Operation Southern Focus was a period in the months leading up to the 2003 invasion of Iraq (called "Operation Iraqi Freedom" in the United States) in which the U.S. military's responses to violations of the southern Iraqi no-fly zones were increased, with more intensive bombing of air defense artillery installations and other Iraqi military complexes. It also marked a period of increased intelligence gathering by the U.S. The operation lasted from June 2002 until the beginning of the invasion in March 2003. It was intended to be a "softening up" period prior to the invasion, degrading Iraq's air defense and communication abilities. Lieutenant General T. Michael Moseley revealed the operation's existence in mid-2003.

==Operation==
The operation was not publicly declared at the time, and was just said to be an intensification of the already-existing Operation Southern Watch. When it began, the United States Defense Department and CENTCOM stated that increasing numbers of bombings of Iraqi installations in the region were merely in response to more attacks by the air-defense forces of that country. The Iraqi no-fly zones had been patrolled continuously since the end of the 1991 Gulf War, and bombings by American and coalition fighter aircraft had taken place on a regular basis. However, Southern Focus saw many more engagements. Coalition forces responded to 651 attacks by dropping 606 bombs on 391 targets over the course of the operation.

==Bombs usage==
The tonnage of bombs dropped increased from 0 in March 2002 and 0.3 in April 2002 to between 7 and 14 tons per month in May–August, reaching a pre-war peak of 54.6 tons in September – prior to Congress' 11 October authorisation of the invasion. The September attacks included a 5 September 100-aircraft attack on the main air defence site in western Iraq. According to New Statesman this was "Located at the furthest extreme of the southern no-fly zone, far away from the areas that needed to be patrolled to prevent attacks on the Shias, it was destroyed not because it was a threat to the patrols, but to allow allied special forces operating from Jordan to enter Iraq undetected."

==Success==
Iraq's only success came on 23 December 2002, when a USAF RQ-1 Predator UAV was experimentally armed with AIM-92 Stingers, a type of air-to-air missile system, and sent to patrol the no-fly zone in an attempt to bait Iraqi fighters into combat. It was spotted by two Iraqi MiG-23s and attacked, however both planes were unable to achieve a lock-on. A MiG-25 of the 1st Fighter-Interceptor Squadron was then scrambled to assist. Both aircraft fired missiles at each other, however, the Iraqi jet was outside of the range of the Stinger so the American missile fell short. The Iraqi missile hit the Predator, destroying it.

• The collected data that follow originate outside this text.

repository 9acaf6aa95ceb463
pub mod goal;
use crate::ast::*;
use crate::visit::{walk_lambda, ExprRewriter};
use crate::Result;
use std::sync::Arc;

/// Collects parameter occurrences not bound by an enclosing lambda of the walked tree.
#[derive(Default)]
struct OpenParameterCollector {
    bound: Vec<ParamId>,
    open: Vec<Param>,
}

impl ExprRewriter for OpenParameterCollector {
    fn rewrite_parameter(&mut self, expr: &Expr, param: &Param) -> Result<Expr> {
        if !self.bound.contains(&param.id()) && !self.open.contains(param) {
            self.open.push(param.clone());
        }
        Ok(expr.clone())
    }

    fn rewrite_lambda(&mut self, lambda: &Arc<ExprLambda>) -> Result<Arc<ExprLambda>> {
        let depth = self.bound.len();
        self.bound.extend(lambda.params.iter().map(Param::id));
        let result = walk_lambda(self, lambda);
        self.bound.truncate(depth);
        result
    }
}

/// Open parameters in order of first occurrence.
pub fn open_parameters(expr: &Expr) -> Result<Vec<Param>> {
    let mut collector = OpenParameterCollector::default();
    collector.rewrite_expr(expr)?;
    Ok(collector.open)
}

pub fn has_open_parameters(expr: &Expr) -> Result<bool> {
    Ok(!open_parameters(expr)?.is_empty())
}

#[cfg(test)]
mod tests {
    use super::*;
    use crate::ops::BinOpKind;

    #[test]
    fn test_bound_parameters_are_not_open() {
        let x = Param::new("x", Ty::Int);
        let lambda = Expr::lambda(vec![x.clone()], Expr::parameter(&x));
        assert!(!has_open_parameters(&lambda).unwrap());
        assert!(has_open_parameters(&Expr::parameter(&x)).unwrap());
    }

    #[test]
    fn test_outer_parameter_inside_inner_lambda_is_open() {
        let x = Param::new("x", Ty::Int);
        let y = Param::new("y", Ty::Int);
        let inner = Expr::lambda(
            vec![y.clone()],
            Expr::binop(BinOpKind::Add, Expr::parameter(&x), Expr::parameter(&y)),
        );
        assert_eq!(open_parameters(&inner).unwrap(), vec![x.clone()]);
        let outer = Expr::lambda(vec![x.clone()], inner);
        assert!(open_parameters(&outer).unwrap().is_empty());
    }

    #[test]
    fn test_quote_binds_its_parameters() {
        let y = Param::new("y", Ty::Int);
        let quote = Expr::quote(vec![y.clone()], Expr::parameter(&y));
        assert!(!has_open_parameters(&quote).unwrap());
    }
}
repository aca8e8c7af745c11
#![allow(dead_code)]

use xpr_core::ast::*;
use xpr_core::error::Error;
use xpr_core::ops::BinOpKind;
use xpr_core::visit::{walk_call, walk_convert, walk_lambda, ExprRewriter};
use xpr_core::Result;
use xpr_interpret::intrinsics::{compile_call, expr_constant};
use std::sync::Arc;

pub fn int_param(name: &str) -> Param {
    Param::new(name, Ty::Int)
}

pub fn int_fn() -> Ty {
    Ty::expr(vec![Ty::Int], Ty::Int)
}

pub fn add(lhs: Expr, rhs: Expr) -> Expr {
    Expr::binop(BinOpKind::Add, lhs, rhs)
}

pub fn mul(lhs: Expr, rhs: Expr) -> Expr {
    Expr::binop(BinOpKind::Mul, lhs, rhs)
}

/// `|x| x + 2`
pub fn add_two() -> TypedExpr {
    let x = int_param("x");
    TypedExpr::new(vec![x.clone()], add(Expr::parameter(&x), Expr::int(2)))
}

/// `|x| quote(|y| y + x)`
pub fn adder_factory() -> TypedExpr {
    let x = int_param("x");
    let y = int_param("y");
    TypedExpr::new(
        vec![x.clone()],
        Expr::quote(vec![y.clone()], add(Expr::parameter(&y), Expr::parameter(&x))),
    )
}

pub fn value_of(expr: &TypedExpr) -> Expr {
    expr_constant(expr)
}

/// `callee.Compile()(args..)`
pub fn compiled(callee: Expr, args: Vec<Expr>) -> Expr {
    Expr::invoke(compile_call(callee), args)
}

fn int_lambda(body: impl FnOnce(Expr) -> Expr) -> Value {
    let x = int_param("x");
    let body = body(Expr::parameter(&x));
    Value::Expr(TypedExpr::new(vec![x], body))
}

/// `Fixtures::Getter()` returns `|x| x * 2`.
pub fn getter() -> Expr {
    let handle = FnHandle::static_fn("Fixtures", "Getter", |_| {
        Ok(int_lambda(|x| mul(x, Expr::int(2))))
    });
    Expr::call(None, handle, vec![], int_fn())
}

/// `Fixtures::DirtyGetter(argument)` returns `|x| x + argument`.
pub fn dirty_getter(argument: Expr) -> Expr {
    let handle = FnHandle::static_fn("Fixtures", "DirtyGetter", |args| match args {
        [Value::Int(argument)] => {
            let argument = *argument;
            Ok(int_lambda(move |x| add(x, Expr::int(argument))))
        }
        _ => Err(Error::target("DirtyGetter expects an int")),
    });
    Expr::call(None, handle, vec![argument], int_fn())
}

/// `Fixtures::GetGetter()` returns a plain function yielding 1.
pub fn get_getter() -> Expr {
    let handle = FnHandle::static_fn("Fixtures", "GetGetter", |_| {
        Ok(Value::function(0, |_| Ok(Value::Int(1))))
    });
    Expr::call(None, handle, vec![], Ty::function(vec![], Ty::Int))
}

fn expect_array(value: &Value) -> Result<Arc<[Value]>> {
    match value {
        Value::Array(values) => Ok(values.clone()),
        other => Err(Error::target(format!("expected array, got {}", other.type_name()))),
    }
}

/// `Seq::Where(items, predicate)`
pub fn where_(items: Expr, predicate: Expr) -> Expr {
    let handle = FnHandle::static_fn("Seq", "Where", |args| match args {
        [items, Value::Function(predicate)] => {
            let mut kept = Vec::new();
            for item in expect_array(items)?.iter() {
                if predicate.call(std::slice::from_ref(item))? == Value::Bool(true) {
                    kept.push(item.clone());
                }
            }
            Ok(Value::array(kept))
        }
        _ => Err(Error::target("Where expects items and a predicate")),
    });
    let ty = items.ty();
    Expr::call(None, handle, vec![items, predicate], ty)
}

/// `Seq::Single(items, predicate)`
pub fn single(items: Expr, predicate: Expr) -> Expr {
    let handle = FnHandle::static_fn("Seq", "Single", |args| match args {
        [items, Value::Function(predicate)] => {
            let mut found = None;
            for item in expect_array(items)?.iter() {
                if predicate.call(std::slice::from_ref(item))? == Value::Bool(true) {
                    if found.is_some() {
                        return Err(Error::target("sequence contains more than one matching element"));
                    }
                    found = Some(item.clone());
                }
            }
            found.ok_or_else(|| Error::target("sequence contains no matching element"))
        }
        _ => Err(Error::target("Single expects items and a predicate")),
    });
    Expr::call(None, handle, vec![items, predicate], Ty::Int)
}

#[derive(Default)]
struct DuplicateParameters {
    seen: Vec<ParamId>,
    duplicates: Vec<String>,
}

impl ExprRewriter for DuplicateParameters {
    fn rewrite_lambda(&mut self, lambda: &Arc<ExprLambda>) -> Result<Arc<ExprLambda>> {
        for param in &lambda.params {
            if self.seen.contains(&param.id()) {
                self.duplicates.push(param.name().to_string());
            }
            self.seen.push(param.id());
        }
        walk_lambda(self, lambda)
    }
}

pub fn assert_no_duplicate_parameters(expr: &TypedExpr) {
    let mut check = DuplicateParameters::default();
    check.rewrite_expr(&expr.to_expr()).expect("walk failed");
    assert!(
        check.duplicates.is_empty(),
        "duplicate parameters {:?} in {}",
        check.duplicates,
        expr
    );
}

#[derive(Default)]
struct Evaluations {
    found: Vec<String>,
}

impl ExprRewriter for Evaluations {
    fn rewrite_call(&mut self, expr: &Expr, call: &ExprCall) -> Result<Expr> {
        if call.handle.intrinsic().is_some() {
            self.found.push(expr.to_string());
        }
        walk_call(self, expr, call)
    }
}

pub fn assert_no_evaluations(expr: &TypedExpr) {
    let mut check = Evaluations::default();
    check.rewrite_expr(&expr.to_expr()).expect("walk failed");
    assert!(check.found.is_empty(), "evaluations left: {:?}", check.found);
}

#[derive(Default)]
struct Converts {
    found: Vec<String>,
}

impl ExprRewriter for Converts {
    fn rewrite_convert(&mut self, expr: &Expr, convert: &ExprConvert) -> Result<Expr> {
        self.found.push(expr.to_string());
        walk_convert(self, expr, convert)
    }
}

pub fn assert_no_converts(expr: &TypedExpr) {
    let mut check = Converts::default();
    check.rewrite_expr(&expr.to_expr()).expect("walk failed");
    assert!(check.found.is_empty(), "converts left: {:?}", check.found);
}
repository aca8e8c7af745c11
//! Boolean composition of lambdas with the same parameter list.

use crate::{opt_bail, opt_ensure};
use itertools::Itertools;
use std::collections::HashMap;
use xpr_core::ast::*;
use xpr_core::ops::BinOpKind;
use xpr_core::passes::substitute_parameters;
use xpr_core::Result;

/// `|p..| e0(p..) && e1(p..) && ..`, evaluated left to right with short-circuiting.
pub fn combine_via_and_also(exprs: &[TypedExpr]) -> Result<TypedExpr> {
    combine(exprs, BinOpKind::And)
}

/// `|p..| e0(p..) || e1(p..) || ..`
pub fn combine_via_or_else(exprs: &[TypedExpr]) -> Result<TypedExpr> {
    combine(exprs, BinOpKind::Or)
}

pub fn and_also(lhs: &TypedExpr, rhs: &TypedExpr) -> Result<TypedExpr> {
    combine(&[lhs.clone(), rhs.clone()], BinOpKind::And)
}

pub fn or_else(lhs: &TypedExpr, rhs: &TypedExpr) -> Result<TypedExpr> {
    combine(&[lhs.clone(), rhs.clone()], BinOpKind::Or)
}

fn combine(exprs: &[TypedExpr], op: BinOpKind) -> Result<TypedExpr> {
    let Some((first, rest)) = exprs.split_first() else {
        opt_bail!("no expressions to combine");
    };
    let params = first.params().to_vec();
    let mut body = first.body().clone();
    for expr in rest {
        let types_match = expr.params().len() == params.len()
            && expr
                .params()
                .iter()
                .zip(&params)
                .all(|(a, b)| a.ty() == b.ty());
        opt_ensure!(
            types_match,
            "parameters ({}) differ from ({})",
            expr.params().iter().map(|p| p.ty()).join(", "),
            params.iter().map(|p| p.ty()).join(", ")
        );
        let substitutions: HashMap<ParamId, Expr> = expr
            .params()
            .iter()
            .zip(&params)
            .map(|(old, new)| (old.id(), Expr::parameter(new)))
            .collect();
        let rhs = substitute_parameters(expr.body(), &substitutions)?;
        body = Expr::binop(op, body, rhs);
    }
    Ok(TypedExpr::new(params, body))
}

This was the first time an unmanned aircraft had been used in air-to-air combat.

The first combat use of the U.S. Navy's new F/A-18E Super Hornet fighter-bomber occurred in November 2002 during Operation Southern Focus, when aircraft from Strike Fighter Squadron 115 (VFA-115) flying from the aircraft carrier struck surface-to-air missile sites and command and control targets near Al Kut.